En un libro,1 que es un modelo en su género, Edmundo
O’Gorman ha demostrado que nuestro continente nunca fue descubierto. En efecto,
no es posible descubrir algo inexistente y América, antes de su llamado
“descubrimiento”, no existía. Más que el descubrimiento de América, habría que
hablar de su invención. Si América es una creación del espíritu europeo,
empieza a perfilarse entre la niebla del mar siglos antes de Colón. Y lo que
descubren los europeos cuando tocan estas tierras es su propio sueño histórico.
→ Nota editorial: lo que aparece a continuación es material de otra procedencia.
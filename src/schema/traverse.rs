//! Depth-first leaf traversal of JSON documents
//!
//! The traversal is a lazy iterator driven by an explicit stack of child
//! iterators, so document depth never turns into call-stack depth and a
//! consumer can stop early (e.g. `.take(limit)`).

use crate::path::{value_text, PathExpression, PathSegment};
use serde_json::Value;
use std::borrow::Cow;

/// A scalar found during traversal, with the path that reaches it
#[derive(Debug, Clone, PartialEq)]
pub struct Leaf<'a> {
    /// Path from the document root to the scalar
    pub path: PathExpression,
    /// The scalar itself
    pub value: &'a Value,
}

impl Leaf<'_> {
    /// String form of the scalar
    pub fn text(&self) -> Cow<'_, str> {
        value_text(self.value)
    }
}

/// Pending children of one compound node
enum Frame<'a> {
    Object(serde_json::map::Iter<'a>),
    Array(std::iter::Enumerate<std::slice::Iter<'a, Value>>),
}

impl<'a> Frame<'a> {
    /// Open a frame for a compound value; `None` for scalars
    fn open(value: &'a Value) -> Option<Self> {
        match value {
            Value::Object(map) => Some(Self::Object(map.iter())),
            Value::Array(items) => Some(Self::Array(items.iter().enumerate())),
            _ => None,
        }
    }

    fn next_child(&mut self) -> Option<(PathSegment, &'a Value)> {
        match self {
            Self::Object(iter) => iter
                .next()
                .map(|(key, value)| (PathSegment::Key(key.clone()), value)),
            Self::Array(iter) => iter
                .next()
                .map(|(position, value)| (PathSegment::Index(position), value)),
        }
    }
}

/// Lazy depth-first sequence of leaves, in document order
pub struct Traversal<'a> {
    root: Option<&'a Value>,
    stack: Vec<Frame<'a>>,
    prefix: Vec<PathSegment>,
}

impl<'a> Traversal<'a> {
    fn new(root: &'a Value) -> Self {
        Self {
            root: Some(root),
            stack: Vec::new(),
            prefix: Vec::new(),
        }
    }
}

impl<'a> Iterator for Traversal<'a> {
    type Item = Leaf<'a>;

    fn next(&mut self) -> Option<Self::Item> {
        if let Some(root) = self.root.take() {
            match Frame::open(root) {
                Some(frame) => self.stack.push(frame),
                None => {
                    // A scalar document is its own single leaf
                    let path = PathExpression::new(vec![PathSegment::Key(
                        value_text(root).into_owned(),
                    )])?;
                    return Some(Leaf { path, value: root });
                }
            }
        }

        loop {
            let frame = self.stack.last_mut()?;
            let Some((segment, child)) = frame.next_child() else {
                self.stack.pop();
                self.prefix.truncate(self.stack.len().saturating_sub(1));
                continue;
            };

            if let Some(child_frame) = Frame::open(child) {
                self.prefix.push(segment);
                self.stack.push(child_frame);
                continue;
            }

            let mut segments = Vec::with_capacity(self.prefix.len() + 1);
            segments.extend(self.prefix.iter().cloned());
            segments.push(segment);
            let path = PathExpression::new(segments)?;
            return Some(Leaf { path, value: child });
        }
    }
}

/// Walk a document and yield every leaf with its path
///
/// Empty objects and arrays contribute no leaves. A scalar document yields
/// itself under a one-segment path named after its own text; that path does
/// not extract back to the scalar, which is intended.
pub fn traverse(value: &Value) -> Traversal<'_> {
    Traversal::new(value)
}

/// Count the leaves of a document without materializing paths
pub fn count_leaves(value: &Value) -> usize {
    let mut count = 0;
    let mut pending: Vec<&Value> = vec![value];

    while let Some(current) = pending.pop() {
        match current {
            Value::Object(map) => pending.extend(map.values()),
            Value::Array(items) => pending.extend(items.iter()),
            _ => count += 1,
        }
    }

    count
}
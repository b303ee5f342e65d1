//! Page handlers for the two gather modes

use super::types::RichestSample;
use crate::error::Result;
use crate::harvest::{Page, PageHandler};
use crate::output::{LineSink, RowCounter, RowEncoder};
use crate::window::HarvestWindow;

/// Encodes every record of every page as one output row
pub struct ProjectHandler<'a, S> {
    encoder: RowEncoder<'a>,
    counter: RowCounter,
    sink: &'a mut S,
    rows: u64,
}

impl<'a, S: LineSink + Send> ProjectHandler<'a, S> {
    /// Create a handler writing to `sink`
    pub fn new(encoder: RowEncoder<'a>, sink: &'a mut S) -> Self {
        Self {
            encoder,
            counter: RowCounter::new(),
            sink,
            rows: 0,
        }
    }

    /// Rows written so far
    pub fn rows(&self) -> u64 {
        self.rows
    }
}

impl<S: LineSink + Send> PageHandler for ProjectHandler<'_, S> {
    fn handle_page(&mut self, _window: &HarvestWindow, page: Page) -> Result<()> {
        for record in &page.records {
            let row = self.encoder.encode(record, &mut self.counter);
            self.sink.write_line(&row)?;
            self.rows += 1;
        }
        Ok(())
    }
}

/// Keeps the richest record across all pages
#[derive(Debug, Default)]
pub struct DiscoverHandler {
    sample: RichestSample,
}

impl DiscoverHandler {
    /// Create an empty handler
    pub fn new() -> Self {
        Self::default()
    }

    /// The sample collected so far
    pub fn into_sample(self) -> RichestSample {
        self.sample
    }
}

impl PageHandler for DiscoverHandler {
    fn handle_page(&mut self, _window: &HarvestWindow, page: Page) -> Result<()> {
        for record in page.records {
            self.sample.offer(record);
        }
        Ok(())
    }
}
Reyes ha dedicado páginas admirables a este tema: América es una súbita
encarnación de una utopía europea. El sueño se hace realidad, presente; América
es un presente: un regalo, un don de la historia. Pero es un presente abierto,
un ahora que está teñido de mañana. La presencia y el presente de América son
un futuro; nuestro continente es la tierra, por naturaleza propia, que no
existe por sí, sino como algo que se crea y se inventa. Su ser, su realidad o
substancia, consiste en ser siempre futuro, historia que no se justifica en lo
pasado, sino en lo venidero. América no fue; y es solo si es utopía, historia
en marcha hacia una edad de oro.
Quizá esto no sea del todo exacto si se piensa en el
periodo colonial de la América española y portuguesa. Pero es revelador que
apenas los criollos americanos adquieren conciencia de sí mismos y se oponen a
los españoles, redescubren el carácter utópico de América y hacen suyas la utopías francesas. Todos ellos ven en la
revolución de Independencia un retorno a los principios originales, un volver a
lo que realmente es América. La Revolución de Independencia es una
rectificación de la historia americana y, por tanto, es el restablecimiento de
la realidad original. El carácter excepcional y verdaderamente paradójico de
esta restauración aparece claro si de advierte que consiste en una restauración
del futuro. Por gracias de los principios revolucionarios franceses. América
vuelve a ser lo que fue al nacer: no un pasado sino un futuro, un sueño. El
sueño de Europa, el lugar de elección, espacial y temporal, de todo aquello que
la realidad europea no podía ser sino negándose a sí misma y a su pasado.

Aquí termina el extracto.